Publication information
- Publisher: Marvel Comics
- First appearance: Marvel Universe #4 (September 1998)
- Created by: Roger Stern Mike Manley

In-story information
- Base(s): The Explorer's Club, New York City
- Member(s): Ulysses Bloodstone Doctor Druid Makkari Namora Zawadi

= Monster Hunters =

Fictional comic book group

The Monster Hunters are a fictional group appearing in American comic books published by Marvel Comics. This group exists in Marvel's shared universe, known as the Marvel Universe.

The team was created as a retcon to explain some events in the history of the Marvel Universe that were no longer plausible due to previous retcons. Their adventures are set during the late 1940s and 50's, a time when (in real life) Marvel/Atlas was mostly printing stories about strange monsters and alien invaders.

==Publication history==
The Monster Hunters first appeared in Marvel Universe #4 (September 1998) and consisted of Ulysses Bloodstone, Makkari the Eternal (who organized the group using the alias Hurricane), the psychic and mystic known as Doctor Druid, and Zawadi, a skilled huntress and warrior from Wakanda.

They were later joined by Namora, cousin of the Sub-Mariner, in Marvel: The Lost Generation #2 (January 2001).

==Fictional team history==

When countless monsters began appearing around the world, suspicion turned to curiosity. Makkari, under the identities of Jake Curtiss and Mac Curry, encountered a monster of his own and then gathered Dr. Anthony Ludgate Druid and Ulysses Bloodstone when they too did the same. Bloodstone, while investigating where the alien Grottu had come from, was saved by Zawadi and decided to bring her along also.

Their first meeting was at the Explorer's Club in New York City owned by Stanley Hathaway. This club would become the public front for the team. They identified themselves, and Druid revealed the origin of his powers. The group exchanged stories of their monster battles, and developed suspicions of one another, which they kept secret for the time being. Their meeting was cut short by a mysterious man waking a sleeping Gorgilla (a giant ape-like monster) on a boat in New York harbor.

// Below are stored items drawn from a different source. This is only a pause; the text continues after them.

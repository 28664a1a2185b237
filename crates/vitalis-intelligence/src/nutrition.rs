// ABOUTME: Weekly nutrition aggregation and 0-100 scoring over daily entries
// ABOUTME: Trailing-window sums of macros, micronutrients, and hydration
//
// SPDX-License-Identifier: MIT OR Apache-2.0
// Copyright (c) 2025 Vitalis Health

//! Weekly nutrition aggregation.
//!
//! History arrives in chronological order (the food diary's convention); the
//! aggregator sums the trailing seven entries and blends macro-target
//! attainment, micronutrient RDA coverage, and hydration attainment into one
//! 0-100 score. Each component is capped at full attainment before weighting,
//! so more goal attainment never lowers the score.

use crate::config::NutritionScoreConfig;
use serde::{Deserialize, Serialize};
use std::collections::BTreeMap;
use vitalis_core::constants::MICRONUTRIENT_RDA;
use vitalis_core::models::{DailyTotals, Hydration, NutritionEntry};

/// Weekly nutrition aggregate and score
#[derive(Debug, Clone, Serialize, Deserialize, Default)]
pub struct NutritionWeekly {
    /// Field-wise macro sums over the window
    pub weekly_totals: DailyTotals,
    /// Micronutrient sums over the window, keyed by nutrient id
    pub weekly_micronutrients: BTreeMap<String, f64>,
    /// Hydration sums over the window
    pub weekly_hydration: Hydration,
    /// Entries actually aggregated (≤ the window size)
    pub entries_counted: usize,
    /// Blended weekly score (0-100)
    pub weekly_nutrition_score: f64,
}

/// Weekly nutrition aggregator
pub struct NutritionAggregator;

impl NutritionAggregator {
    /// Aggregate the trailing window of a chronological history
    ///
    /// Fewer than seven entries aggregate whatever is available; an entry
    /// missing a field contributes zero. Never errors.
    #[must_use]
    pub fn calculate(history: &[NutritionEntry], config: &NutritionScoreConfig) -> NutritionWeekly {
        if history.is_empty() {
            return NutritionWeekly::default();
        }

        let start = history.len().saturating_sub(config.weekly_window_entries);
        let window = &history[start..];

        let mut weekly_totals = DailyTotals::default();
        let mut weekly_micronutrients: BTreeMap<String, f64> = BTreeMap::new();
        let mut weekly_hydration = Hydration::default();

        for entry in window {
            weekly_totals = weekly_totals.add(&entry.daily_totals);
            for (key, amount) in &entry.micronutrients {
                *weekly_micronutrients.entry(key.clone()).or_insert(0.0) += amount;
            }
            weekly_hydration.water_intake += entry.hydration.water_intake;
            weekly_hydration.target += entry.hydration.target;
        }

        let entries_counted = window.len();
        let weekly_nutrition_score = Self::score(
            &weekly_totals,
            &weekly_micronutrients,
            weekly_hydration,
            entries_counted,
            config,
        );

        NutritionWeekly {
            weekly_totals,
            weekly_micronutrients,
            weekly_hydration,
            entries_counted,
            weekly_nutrition_score,
        }
    }

    /// Blend macro attainment, RDA coverage, and hydration into 0-100
    fn score(
        totals: &DailyTotals,
        micronutrients: &BTreeMap<String, f64>,
        hydration: Hydration,
        days: usize,
        config: &NutritionScoreConfig,
    ) -> f64 {
        if days == 0 {
            return 0.0;
        }
        let days_f = days as f64;
        let targets = config.macro_targets;

        let macro_attainment = [
            (totals.calories, targets.calories),
            (totals.protein, targets.protein),
            (totals.carbs, targets.carbs),
            (totals.fats, targets.fats),
        ]
        .iter()
        .map(|(actual, daily_target)| capped_ratio(*actual, daily_target * days_f))
        .sum::<f64>()
            / 4.0;

        // Coverage averaged over the full RDA table: untracked nutrients
        // count as zero coverage rather than being skipped.
        let micro_coverage = MICRONUTRIENT_RDA
            .iter()
            .map(|(key, rda)| {
                let consumed = micronutrients.get(*key).copied().unwrap_or(0.0);
                capped_ratio(consumed, rda * days_f)
            })
            .sum::<f64>()
            / MICRONUTRIENT_RDA.len() as f64;

        let hydration_attainment = capped_ratio(hydration.water_intake, hydration.target);

        let blended = config.macro_weight * macro_attainment
            + config.micro_weight * micro_coverage
            + config.hydration_weight * hydration_attainment;
        (blended * 100.0).clamp(0.0, 100.0)
    }
}

/// `actual / target` capped at 1.0, 0.0 when the target is not positive
fn capped_ratio(actual: f64, target: f64) -> f64 {
    if target <= 0.0 {
        0.0
    } else {
        (actual / target).min(1.0)
    }
}

#[cfg(test)]
mod tests {
    use super::*;
    use chrono::NaiveDate;

    fn entry(day: u32, calories: f64) -> NutritionEntry {
        let mut e = NutritionEntry::new(NaiveDate::from_ymd_opt(2025, 6, day).unwrap());
        e.daily_totals.calories = calories;
        e
    }

    #[test]
    fn test_empty_history_is_zero() {
        let weekly = NutritionAggregator::calculate(&[], &NutritionScoreConfig::default());
        assert_eq!(weekly.entries_counted, 0);
        assert!((weekly.weekly_nutrition_score - 0.0).abs() < f64::EPSILON);
    }

    #[test]
    fn test_seven_identical_days_sum() {
        let history: Vec<NutritionEntry> = (1..=7).map(|d| entry(d, 2000.0)).collect();
        let weekly = NutritionAggregator::calculate(&history, &NutritionScoreConfig::default());
        assert!((weekly.weekly_totals.calories - 14000.0).abs() < f64::EPSILON);
        assert_eq!(weekly.entries_counted, 7);
    }

    #[test]
    fn test_window_trails_the_history() {
        // Ten days; only the last seven count
        let history: Vec<NutritionEntry> = (1..=10).map(|d| entry(d, 1000.0)).collect();
        let weekly = NutritionAggregator::calculate(&history, &NutritionScoreConfig::default());
        assert!((weekly.weekly_totals.calories - 7000.0).abs() < f64::EPSILON);
    }

    #[test]
    fn test_short_history_aggregates_what_exists() {
        let history: Vec<NutritionEntry> = (1..=3).map(|d| entry(d, 1800.0)).collect();
        let weekly = NutritionAggregator::calculate(&history, &NutritionScoreConfig::default());
        assert_eq!(weekly.entries_counted, 3);
        assert!((weekly.weekly_totals.calories - 5400.0).abs() < f64::EPSILON);
    }

    #[test]
    fn test_score_is_monotone_in_each_component() {
        let config = NutritionScoreConfig::default();

        let base: Vec<NutritionEntry> = (1..=7).map(|d| entry(d, 1000.0)).collect();
        let base_score =
            NutritionAggregator::calculate(&base, &config).weekly_nutrition_score;

        // More calories toward target: score must not drop
        let better_macros: Vec<NutritionEntry> = (1..=7).map(|d| entry(d, 2000.0)).collect();
        let macro_score =
            NutritionAggregator::calculate(&better_macros, &config).weekly_nutrition_score;
        assert!(macro_score >= base_score);

        // Adding hydration attainment: score must not drop
        let mut hydrated = better_macros.clone();
        for e in &mut hydrated {
            e.hydration.water_intake = 2.5;
            e.hydration.target = 2.5;
        }
        let hydration_score =
            NutritionAggregator::calculate(&hydrated, &config).weekly_nutrition_score;
        assert!(hydration_score >= macro_score);

        // Adding micronutrient coverage: score must not drop
        let mut covered = hydrated.clone();
        for e in &mut covered {
            e.micronutrients.insert("vitamin_c_mg".to_owned(), 90.0);
        }
        let covered_score =
            NutritionAggregator::calculate(&covered, &config).weekly_nutrition_score;
        assert!(covered_score >= hydration_score);
    }

    #[test]
    fn test_overshoot_does_not_inflate_score() {
        let config = NutritionScoreConfig::default();
        let on_target: Vec<NutritionEntry> = (1..=7).map(|d| entry(d, 2000.0)).collect();
        let overshoot: Vec<NutritionEntry> = (1..=7).map(|d| entry(d, 6000.0)).collect();
        let on_target_score =
            NutritionAggregator::calculate(&on_target, &config).weekly_nutrition_score;
        let overshoot_score =
            NutritionAggregator::calculate(&overshoot, &config).weekly_nutrition_score;
        assert!((on_target_score - overshoot_score).abs() < f64::EPSILON);
    }
}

The battle with Gorgilla takes place in many areas of New York and finally ends at the Statue of Liberty with Dr. Druid calming the creature with telepathy. It is revealed during this time that Adam Clayton is the "real" name of Jake Curtiss, and that a "mystery man" was controlling Gorgilla. This was done to have Gorgilla divert a police escort of an African Premier to a bridge where a bomb was underneath, thus assassinating him.

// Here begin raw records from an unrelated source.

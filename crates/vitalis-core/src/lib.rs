// ABOUTME: Foundation crate with entry models, error types, and shared constants
// ABOUTME: Consumed by the intelligence engine and the server crate
//
// SPDX-License-Identifier: MIT OR Apache-2.0
// Copyright (c) 2025 Vitalis Health

//! # Vitalis Core
//!
//! Foundation types for the Vitalis longevity platform:
//!
//! - **Models**: dated health entries (sleep, nutrition, workouts,
//!   supplements), goals, achievements, and user profiles
//! - **Errors**: the unified [`errors::AppError`] taxonomy with HTTP mapping
//! - **Constants**: scoring defaults, aggregation windows, and nutrient
//!   reference intakes

pub mod constants;
pub mod errors;
pub mod models;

The Monster Hunters agree that Gorgilla should be taken back to the wild where he originated. While doing this, the team is attacked in their plane via an alien-looking craft. They are saved, though, with quick thinking from Clayton, who is now revealed to be the superhero Hurricane, sometimes called Mercury. When they arrive at Midnight Mountain in Borneo, they are again attacked by the Lizard Men, who succeed in capturing Hurricane.

During the battle, Bloodstone's secrets and origin are revealed. The three remaining members of the team then go on a rescue mission to free Hurricane from the mystery villain that has caused all this. Battling monster after monster on an island in the Sea of Japan, the team finally rescues the now revealed Makkari from his nemesis, Kro of the Deviants, who had created most or all the monsters that they have encountered. After a fierce battle, the team causes Kro to retreat and they all escape the island heading toward Tokyo, their adventures only beginning.

Harvey Elder (the future Mole Man) is also present in the storyline. It is because of his defiant nature and constantly being in a thorn in the side of the Monster Hunters that he is left behind at "Monster Island".

In 1958, the Monster Hunters are joined by Namora. When Dr. Druid picked up strange psychic emissions coming from a warehouse it led the team into a direct conflict with heroes from the First Line. After the misunderstanding, the two teams battle a Skrull-created monster.

After this, not much is known about the further adventures of the Monster Hunters, who started drifting apart over time and eventually disbanded. Since then Bloodstone and Druid have died, while Zawadi disappeared. Until recently, Makkari was the only member of the original team that was still active. This changed, though, when the Agents of Atlas found a coffin at the ocean's bottom containing a very alive Namora. She has since joined that team.